Work task =>
Across the whole listing, copy out every line that includes the string "FinalTally".

Records for this task =>
↓↓↓
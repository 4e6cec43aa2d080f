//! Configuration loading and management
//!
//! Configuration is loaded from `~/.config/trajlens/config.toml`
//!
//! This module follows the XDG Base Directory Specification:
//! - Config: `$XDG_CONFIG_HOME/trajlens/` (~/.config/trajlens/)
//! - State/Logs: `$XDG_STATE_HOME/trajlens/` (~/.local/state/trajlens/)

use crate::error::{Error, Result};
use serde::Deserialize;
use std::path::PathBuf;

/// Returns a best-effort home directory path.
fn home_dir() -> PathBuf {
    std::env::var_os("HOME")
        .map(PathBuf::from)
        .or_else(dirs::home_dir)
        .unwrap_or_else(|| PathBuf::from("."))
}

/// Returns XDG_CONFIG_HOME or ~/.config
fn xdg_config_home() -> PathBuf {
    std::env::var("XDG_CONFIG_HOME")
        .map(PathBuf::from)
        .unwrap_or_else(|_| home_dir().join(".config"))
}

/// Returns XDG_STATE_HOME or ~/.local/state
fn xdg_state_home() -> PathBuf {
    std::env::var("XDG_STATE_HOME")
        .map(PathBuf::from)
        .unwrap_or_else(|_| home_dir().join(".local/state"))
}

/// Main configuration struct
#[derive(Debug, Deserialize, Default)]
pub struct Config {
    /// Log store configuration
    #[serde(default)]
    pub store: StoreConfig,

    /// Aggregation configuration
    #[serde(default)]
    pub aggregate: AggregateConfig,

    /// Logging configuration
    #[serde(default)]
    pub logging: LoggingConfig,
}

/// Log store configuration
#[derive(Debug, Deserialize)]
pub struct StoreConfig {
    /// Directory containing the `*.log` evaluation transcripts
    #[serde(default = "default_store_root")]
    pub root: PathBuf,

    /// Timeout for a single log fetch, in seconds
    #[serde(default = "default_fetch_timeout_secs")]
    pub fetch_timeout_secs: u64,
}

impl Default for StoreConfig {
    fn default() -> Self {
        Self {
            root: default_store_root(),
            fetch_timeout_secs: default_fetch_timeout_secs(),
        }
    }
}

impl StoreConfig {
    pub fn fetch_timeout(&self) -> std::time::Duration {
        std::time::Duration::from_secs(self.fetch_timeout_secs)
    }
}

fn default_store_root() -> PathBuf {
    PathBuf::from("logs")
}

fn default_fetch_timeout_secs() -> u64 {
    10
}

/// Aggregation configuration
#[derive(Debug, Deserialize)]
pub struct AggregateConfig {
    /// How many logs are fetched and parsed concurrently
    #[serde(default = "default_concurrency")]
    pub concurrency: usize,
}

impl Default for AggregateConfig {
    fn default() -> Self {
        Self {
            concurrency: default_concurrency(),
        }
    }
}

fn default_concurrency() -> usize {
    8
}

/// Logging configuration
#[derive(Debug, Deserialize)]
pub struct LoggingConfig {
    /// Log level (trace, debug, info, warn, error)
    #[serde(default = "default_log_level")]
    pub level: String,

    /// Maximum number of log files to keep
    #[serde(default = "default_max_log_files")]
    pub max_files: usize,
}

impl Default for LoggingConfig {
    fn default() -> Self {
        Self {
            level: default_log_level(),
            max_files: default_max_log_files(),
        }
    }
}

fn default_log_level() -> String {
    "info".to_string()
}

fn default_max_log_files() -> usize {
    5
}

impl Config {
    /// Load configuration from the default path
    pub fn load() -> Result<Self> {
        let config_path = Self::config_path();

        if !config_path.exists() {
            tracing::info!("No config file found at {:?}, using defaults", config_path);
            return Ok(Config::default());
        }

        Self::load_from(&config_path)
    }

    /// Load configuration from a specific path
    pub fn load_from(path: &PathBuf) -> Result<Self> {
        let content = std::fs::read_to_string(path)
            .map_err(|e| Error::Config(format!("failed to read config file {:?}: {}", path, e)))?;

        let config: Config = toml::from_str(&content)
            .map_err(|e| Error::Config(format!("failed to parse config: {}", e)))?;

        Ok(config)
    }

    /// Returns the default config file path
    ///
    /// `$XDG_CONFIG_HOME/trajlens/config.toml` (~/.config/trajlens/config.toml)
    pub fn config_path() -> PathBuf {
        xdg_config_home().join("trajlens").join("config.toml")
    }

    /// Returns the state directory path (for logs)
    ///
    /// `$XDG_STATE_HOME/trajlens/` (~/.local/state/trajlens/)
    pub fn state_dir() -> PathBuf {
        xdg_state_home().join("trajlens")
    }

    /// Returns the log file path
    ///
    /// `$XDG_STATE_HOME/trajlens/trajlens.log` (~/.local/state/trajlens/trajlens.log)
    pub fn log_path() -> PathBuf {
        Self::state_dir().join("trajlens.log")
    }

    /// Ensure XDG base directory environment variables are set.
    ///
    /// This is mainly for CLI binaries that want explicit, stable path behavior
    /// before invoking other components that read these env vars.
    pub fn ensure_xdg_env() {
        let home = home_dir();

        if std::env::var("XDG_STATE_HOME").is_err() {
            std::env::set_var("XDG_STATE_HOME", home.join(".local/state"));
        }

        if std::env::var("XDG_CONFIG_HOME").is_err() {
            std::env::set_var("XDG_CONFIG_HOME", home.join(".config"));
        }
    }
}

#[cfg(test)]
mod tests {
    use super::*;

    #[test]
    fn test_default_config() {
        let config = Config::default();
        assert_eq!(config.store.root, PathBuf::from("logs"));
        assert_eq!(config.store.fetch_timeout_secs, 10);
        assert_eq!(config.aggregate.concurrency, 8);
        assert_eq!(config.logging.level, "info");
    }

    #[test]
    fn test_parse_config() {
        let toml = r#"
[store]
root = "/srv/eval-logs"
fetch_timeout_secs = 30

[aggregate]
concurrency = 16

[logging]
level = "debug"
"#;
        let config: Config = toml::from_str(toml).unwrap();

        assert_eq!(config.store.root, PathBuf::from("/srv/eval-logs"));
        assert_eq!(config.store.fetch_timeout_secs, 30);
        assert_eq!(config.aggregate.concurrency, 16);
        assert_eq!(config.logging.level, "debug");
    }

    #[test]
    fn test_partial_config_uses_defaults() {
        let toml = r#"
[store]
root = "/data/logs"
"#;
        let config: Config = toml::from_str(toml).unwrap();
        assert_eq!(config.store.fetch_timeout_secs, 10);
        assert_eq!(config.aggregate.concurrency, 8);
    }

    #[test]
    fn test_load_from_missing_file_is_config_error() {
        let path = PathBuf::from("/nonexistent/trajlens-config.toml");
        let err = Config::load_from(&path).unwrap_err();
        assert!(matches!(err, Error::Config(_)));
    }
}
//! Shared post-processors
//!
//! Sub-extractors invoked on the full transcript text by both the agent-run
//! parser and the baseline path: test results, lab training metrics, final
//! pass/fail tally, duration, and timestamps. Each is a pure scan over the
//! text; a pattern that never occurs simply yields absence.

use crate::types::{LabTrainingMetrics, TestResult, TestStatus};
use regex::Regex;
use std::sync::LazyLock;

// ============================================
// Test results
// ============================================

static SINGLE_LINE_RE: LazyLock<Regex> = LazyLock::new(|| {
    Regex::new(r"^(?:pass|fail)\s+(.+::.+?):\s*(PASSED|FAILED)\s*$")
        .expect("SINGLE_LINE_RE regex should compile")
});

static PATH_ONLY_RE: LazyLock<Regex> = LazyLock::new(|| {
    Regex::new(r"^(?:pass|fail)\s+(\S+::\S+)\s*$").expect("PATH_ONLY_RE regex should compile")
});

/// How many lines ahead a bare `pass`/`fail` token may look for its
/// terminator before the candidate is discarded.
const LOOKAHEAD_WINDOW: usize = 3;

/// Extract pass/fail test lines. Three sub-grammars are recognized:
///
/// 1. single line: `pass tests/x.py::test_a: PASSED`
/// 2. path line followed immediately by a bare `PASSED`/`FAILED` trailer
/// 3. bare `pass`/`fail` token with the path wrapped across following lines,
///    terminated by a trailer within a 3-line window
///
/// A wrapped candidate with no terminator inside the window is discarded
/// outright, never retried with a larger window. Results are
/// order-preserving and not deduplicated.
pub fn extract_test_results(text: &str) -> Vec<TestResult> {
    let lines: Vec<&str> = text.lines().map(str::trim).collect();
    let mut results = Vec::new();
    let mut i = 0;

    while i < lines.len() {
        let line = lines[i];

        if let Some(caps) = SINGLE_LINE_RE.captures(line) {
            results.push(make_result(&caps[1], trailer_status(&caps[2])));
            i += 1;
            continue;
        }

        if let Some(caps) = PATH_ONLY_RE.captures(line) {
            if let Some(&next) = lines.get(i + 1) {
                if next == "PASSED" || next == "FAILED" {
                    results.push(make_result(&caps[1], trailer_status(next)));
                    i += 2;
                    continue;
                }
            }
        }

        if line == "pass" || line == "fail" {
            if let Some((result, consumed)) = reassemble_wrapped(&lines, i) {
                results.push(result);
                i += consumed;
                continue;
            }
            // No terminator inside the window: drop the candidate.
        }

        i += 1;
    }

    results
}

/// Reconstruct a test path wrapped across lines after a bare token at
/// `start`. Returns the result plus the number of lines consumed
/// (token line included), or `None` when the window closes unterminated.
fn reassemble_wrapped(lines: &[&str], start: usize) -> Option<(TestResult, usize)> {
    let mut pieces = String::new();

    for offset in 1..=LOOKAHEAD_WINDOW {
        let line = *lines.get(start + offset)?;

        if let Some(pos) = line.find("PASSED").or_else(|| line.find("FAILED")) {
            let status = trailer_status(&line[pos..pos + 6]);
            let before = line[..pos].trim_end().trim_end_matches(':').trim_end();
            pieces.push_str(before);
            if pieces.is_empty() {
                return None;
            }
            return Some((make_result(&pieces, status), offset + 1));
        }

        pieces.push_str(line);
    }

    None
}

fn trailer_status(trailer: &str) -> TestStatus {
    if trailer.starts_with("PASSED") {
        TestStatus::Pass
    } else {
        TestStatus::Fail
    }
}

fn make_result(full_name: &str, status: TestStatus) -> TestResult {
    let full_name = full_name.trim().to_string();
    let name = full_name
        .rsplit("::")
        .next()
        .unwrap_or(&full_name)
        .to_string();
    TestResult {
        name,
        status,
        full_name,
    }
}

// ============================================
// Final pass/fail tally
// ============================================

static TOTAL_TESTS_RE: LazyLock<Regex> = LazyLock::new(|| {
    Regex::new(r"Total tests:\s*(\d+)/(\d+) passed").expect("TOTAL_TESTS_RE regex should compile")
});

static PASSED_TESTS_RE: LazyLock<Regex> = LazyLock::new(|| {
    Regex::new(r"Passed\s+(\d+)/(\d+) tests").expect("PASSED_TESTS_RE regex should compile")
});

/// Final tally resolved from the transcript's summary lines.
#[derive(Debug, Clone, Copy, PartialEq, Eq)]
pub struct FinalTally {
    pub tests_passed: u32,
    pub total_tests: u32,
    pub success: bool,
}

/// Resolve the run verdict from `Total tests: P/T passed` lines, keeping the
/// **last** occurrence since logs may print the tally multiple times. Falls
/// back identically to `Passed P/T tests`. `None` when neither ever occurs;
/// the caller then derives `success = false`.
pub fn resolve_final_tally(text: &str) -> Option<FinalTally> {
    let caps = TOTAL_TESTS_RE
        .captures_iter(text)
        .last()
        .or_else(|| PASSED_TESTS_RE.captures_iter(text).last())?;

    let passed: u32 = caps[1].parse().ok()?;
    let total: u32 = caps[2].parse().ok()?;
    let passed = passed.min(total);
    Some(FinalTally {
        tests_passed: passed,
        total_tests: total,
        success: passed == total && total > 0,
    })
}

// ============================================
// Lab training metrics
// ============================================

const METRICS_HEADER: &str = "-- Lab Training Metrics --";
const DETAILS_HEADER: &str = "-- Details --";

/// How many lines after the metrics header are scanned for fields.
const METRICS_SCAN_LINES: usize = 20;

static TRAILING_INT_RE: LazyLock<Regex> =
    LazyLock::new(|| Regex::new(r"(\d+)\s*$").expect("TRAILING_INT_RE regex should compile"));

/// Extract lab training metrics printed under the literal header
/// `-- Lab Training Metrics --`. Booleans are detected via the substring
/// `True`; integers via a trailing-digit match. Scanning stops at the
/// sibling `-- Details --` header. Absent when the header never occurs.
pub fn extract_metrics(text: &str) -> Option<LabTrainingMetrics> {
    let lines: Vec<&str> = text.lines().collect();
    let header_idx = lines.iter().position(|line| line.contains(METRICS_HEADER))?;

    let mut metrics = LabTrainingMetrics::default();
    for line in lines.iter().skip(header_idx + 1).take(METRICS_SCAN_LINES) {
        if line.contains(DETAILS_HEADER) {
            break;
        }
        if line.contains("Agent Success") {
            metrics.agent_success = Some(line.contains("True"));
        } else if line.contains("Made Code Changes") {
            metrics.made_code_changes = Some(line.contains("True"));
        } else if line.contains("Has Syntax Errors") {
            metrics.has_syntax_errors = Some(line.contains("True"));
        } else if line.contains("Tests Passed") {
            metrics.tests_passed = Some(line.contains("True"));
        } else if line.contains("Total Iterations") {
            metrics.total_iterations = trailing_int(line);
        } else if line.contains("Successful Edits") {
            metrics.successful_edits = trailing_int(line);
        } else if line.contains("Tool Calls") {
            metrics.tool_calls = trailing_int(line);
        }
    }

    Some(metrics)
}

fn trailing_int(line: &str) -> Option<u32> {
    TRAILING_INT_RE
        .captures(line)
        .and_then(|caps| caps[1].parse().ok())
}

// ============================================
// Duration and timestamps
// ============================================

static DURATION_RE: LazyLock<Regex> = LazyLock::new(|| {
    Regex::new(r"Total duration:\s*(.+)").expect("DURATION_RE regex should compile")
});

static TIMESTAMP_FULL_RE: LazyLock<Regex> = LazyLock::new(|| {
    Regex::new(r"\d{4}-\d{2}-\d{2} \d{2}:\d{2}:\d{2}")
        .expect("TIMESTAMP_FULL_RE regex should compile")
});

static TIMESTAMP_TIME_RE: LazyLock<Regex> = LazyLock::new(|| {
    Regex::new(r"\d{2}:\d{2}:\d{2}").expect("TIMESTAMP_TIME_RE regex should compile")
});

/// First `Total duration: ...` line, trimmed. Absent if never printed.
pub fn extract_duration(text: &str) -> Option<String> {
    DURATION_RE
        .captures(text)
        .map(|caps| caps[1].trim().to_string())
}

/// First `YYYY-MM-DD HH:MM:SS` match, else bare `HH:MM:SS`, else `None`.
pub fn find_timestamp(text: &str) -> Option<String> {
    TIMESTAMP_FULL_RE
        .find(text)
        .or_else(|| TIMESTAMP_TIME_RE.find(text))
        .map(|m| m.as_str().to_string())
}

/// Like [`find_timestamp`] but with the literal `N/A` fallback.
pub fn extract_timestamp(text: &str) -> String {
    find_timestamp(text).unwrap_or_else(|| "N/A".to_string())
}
↑↑↑
Finished exercise =>
pub struct FinalTally {
pub fn resolve_final_tally(text: &str) -> Option<FinalTally> {
    Some(FinalTally {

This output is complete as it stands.